Today, cinema seems more and more divided into two: general release films and festival films. In between there is a narrow band of festival successes and industry mavericks which serve as a kind of causeway, linking the two together. General release still mainly serves the purpose it always did – public entertainment for the millions, especially on holiday weekends – but it also acts as a showcase for the video industry which is slowly overtaking and ingesting it.
Video is an industry devoted more and more to private rather than public pleasures, to consumer niches and personal shopping (and an industry which is going to be transformed when films come down the telephone line). At the same time, it is an industry with its own shadow self – video art, with one foot in television, the other in the art museum.
Meanwhile, festivals have multiplied enormously since the days when they launched Antonioni, Godard, Kurosawa, Satyajit Ray on the world – in one sense, they have become marketing devices for films whose markets have not been pre-sold, in another they have become archipelagos of art, lying somewhere offshore the vast continents of commerce. This opens up possibilities for unusual programming in new contexts as with the Art and Experiment section of the London Film Festival.
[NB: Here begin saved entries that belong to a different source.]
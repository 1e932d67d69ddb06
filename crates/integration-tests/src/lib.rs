//! Integration tests for the RocketShoes cart.
//!
//! The tests drive a real [`HttpCatalog`] against an in-process catalog
//! server and persist the cart to a [`FileStore`] in a temporary directory.
//!
//! # Running Tests
//!
//! ```bash
//! cargo test -p rocketshoes-integration-tests
//! ```
//!
//! [`HttpCatalog`]: rocketshoes_storefront::catalog::HttpCatalog
//! [`FileStore`]: rocketshoes_storefront::storage::FileStore

use std::collections::HashMap;
use std::net::SocketAddr;
use std::path::{Path, PathBuf};
use std::sync::atomic::{AtomicUsize, Ordering};
use std::sync::{Arc, Mutex, MutexGuard, PoisonError};
use std::time::Duration;

use axum::extract::{Path as UrlPath, State};
use axum::http::StatusCode;
use axum::routing::get;
use axum::{Json, Router};
use rocketshoes_storefront::catalog::{CatalogError, HttpCatalog};
use rocketshoes_storefront::config::CatalogConfig;
use rocketshoes_storefront::notify::RecordingNotifier;
use rocketshoes_storefront::storage::FileStore;
use rocketshoes_storefront::{CART_STORAGE_KEY, CartManager};
use serde_json::{Value, json};
use tempfile::TempDir;
use tokio::task::JoinHandle;
use url::Url;

/// Manager wired the way the CLI wires it, but with a file in a temp dir.
pub type TestCart = CartManager<HttpCatalog, FileStore, RecordingNotifier>;

// ============================================================================
// Fake catalog server
// ============================================================================

#[derive(Default)]
struct CatalogState {
    products: Mutex<HashMap<i32, Value>>,
    stock: Mutex<HashMap<i32, u32>>,
    stock_failure: Mutex<Option<StatusCode>>,
    product_hits: AtomicUsize,
    stock_hits: AtomicUsize,
}

fn lock<T>(mutex: &Mutex<T>) -> MutexGuard<'_, T> {
    mutex.lock().unwrap_or_else(PoisonError::into_inner)
}

async fn stock_handler(
    State(state): State<Arc<CatalogState>>,
    UrlPath(id): UrlPath<i32>,
) -> Result<Json<Value>, (StatusCode, String)> {
    state.stock_hits.fetch_add(1, Ordering::SeqCst);

    if let Some(status) = *lock(&state.stock_failure) {
        return Err((status, "stock service unavailable".to_string()));
    }

    lock(&state.stock)
        .get(&id)
        .map(|amount| Json(json!({ "id": id, "amount": amount })))
        .ok_or((StatusCode::NOT_FOUND, String::new()))
}

async fn product_handler(
    State(state): State<Arc<CatalogState>>,
    UrlPath(id): UrlPath<i32>,
) -> Result<Json<Value>, (StatusCode, String)> {
    state.product_hits.fetch_add(1, Ordering::SeqCst);

    lock(&state.products)
        .get(&id)
        .cloned()
        .map(Json)
        .ok_or((StatusCode::NOT_FOUND, String::new()))
}

/// Catalog API served from memory on a random local port.
///
/// The server task is aborted when the value is dropped.
pub struct FakeCatalog {
    addr: SocketAddr,
    state: Arc<CatalogState>,
    server: JoinHandle<()>,
}

impl FakeCatalog {
    /// Bind to `127.0.0.1:0` and start serving.
    ///
    /// # Errors
    ///
    /// Returns an error if the listener cannot be bound.
    pub async fn spawn() -> std::io::Result<Self> {
        let state = Arc::new(CatalogState::default());

        let app = Router::new()
            .route("/stock/{id}", get(stock_handler))
            .route("/products/{id}", get(product_handler))
            .with_state(Arc::clone(&state));

        let listener = tokio::net::TcpListener::bind("127.0.0.1:0").await?;
        let addr = listener.local_addr()?;

        let server = tokio::spawn(async move {
            let _ = axum::serve(listener, app).await;
        });

        Ok(Self {
            addr,
            state,
            server,
        })
    }

    /// Serve `product` (must carry a numeric `id`) with `stock` units.
    #[must_use]
    pub fn with_product(self, product: Value, stock: u32) -> Self {
        let id = product
            .get("id")
            .and_then(Value::as_i64)
            .and_then(|id| i32::try_from(id).ok())
            .unwrap_or_default();

        lock(&self.state.products).insert(id, product);
        lock(&self.state.stock).insert(id, stock);
        self
    }

    pub fn set_stock(&self, id: i32, amount: u32) {
        lock(&self.state.stock).insert(id, amount);
    }

    /// Answer every stock request with `status` until cleared with `None`.
    pub fn fail_stock_with(&self, status: Option<StatusCode>) {
        *lock(&self.state.stock_failure) = status;
    }

    #[must_use]
    pub fn product_hits(&self) -> usize {
        self.state.product_hits.load(Ordering::SeqCst)
    }

    #[must_use]
    pub fn stock_hits(&self) -> usize {
        self.state.stock_hits.load(Ordering::SeqCst)
    }

    /// Base URL of the running server, with a trailing `/`.
    ///
    /// # Errors
    ///
    /// Returns an error if the address does not form a valid URL.
    pub fn base_url(&self) -> Result<Url, url::ParseError> {
        Url::parse(&format!("http://{}/", self.addr))
    }

    /// Catalog configuration pointing at this server.
    ///
    /// # Errors
    ///
    /// See [`FakeCatalog::base_url`].
    pub fn config(&self) -> Result<CatalogConfig, url::ParseError> {
        Ok(CatalogConfig {
            base_url: self.base_url()?,
            product_cache_ttl: Duration::from_secs(300),
        })
    }

    /// A new client for this server with its own, empty product cache.
    ///
    /// # Errors
    ///
    /// Returns an error if the HTTP client fails to build.
    pub fn client(&self) -> Result<HttpCatalog, CatalogError> {
        HttpCatalog::new(&self.config()?)
    }
}

impl Drop for FakeCatalog {
    fn drop(&mut self) {
        self.server.abort();
    }
}

// ============================================================================
// Storage helpers
// ============================================================================

/// Temporary directory holding the storage file.
pub struct StorageDir {
    dir: TempDir,
}

impl StorageDir {
    /// # Errors
    ///
    /// Returns an error if the directory cannot be created.
    pub fn new() -> std::io::Result<Self> {
        Ok(Self {
            dir: tempfile::tempdir()?,
        })
    }

    #[must_use]
    pub fn path(&self) -> PathBuf {
        self.dir.path().join("storage.json")
    }

    #[must_use]
    pub fn store(&self) -> FileStore {
        FileStore::new(self.path())
    }

    /// Stored cart entries as raw JSON, or `None` if nothing is stored.
    #[must_use]
    pub fn stored_cart(&self) -> Option<Vec<Value>> {
        read_stored_cart(&self.path())
    }
}

fn read_stored_cart(path: &Path) -> Option<Vec<Value>> {
    let contents = std::fs::read_to_string(path).ok()?;
    let entries: HashMap<String, String> = serde_json::from_str(&contents).ok()?;
    serde_json::from_str(entries.get(CART_STORAGE_KEY)?).ok()
}

/// Load a manager over `catalog` and the file in `dir`.
///
/// # Errors
///
/// Returns an error if the HTTP client fails to build.
pub async fn load_cart(catalog: &FakeCatalog, dir: &StorageDir) -> Result<TestCart, CatalogError> {
    Ok(CartManager::load(catalog.client()?, dir.store(), RecordingNotifier::new()).await)
}

/// Product JSON as the catalog API serves it.
#[must_use]
pub fn product_json(id: i32, title: &str, price: f64) -> Value {
    json!({
        "id": id,
        "title": title,
        "price": price,
        "image": format!("https://cdn.rocketshoes.test/{id}.jpg"),
    })
}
And then there is technology. Probably, in the end, digitization will bring cinema and video back together again and their period of divergence will look like a temporary separation rather than a final divorce. Meanwhile, film and video still provide different kinds of experience, with a different kind of image and a different kind of viewing situation. We need terms like ‘moving image’ (or ‘moving audio-visual image’) to cover the difference between film and video, but also to indicate that, deep down, they are parallel arts, just as photography runs parallel to painting or print-making.
If cinema is to survive as an art, it is time to go back to basics, to ask what moving images really mean and do. First and foremost, it is time to go back to looking and listening, not as automatic processes, but as human acts, undertaken by living, thinking, feeling, experiencing viewers.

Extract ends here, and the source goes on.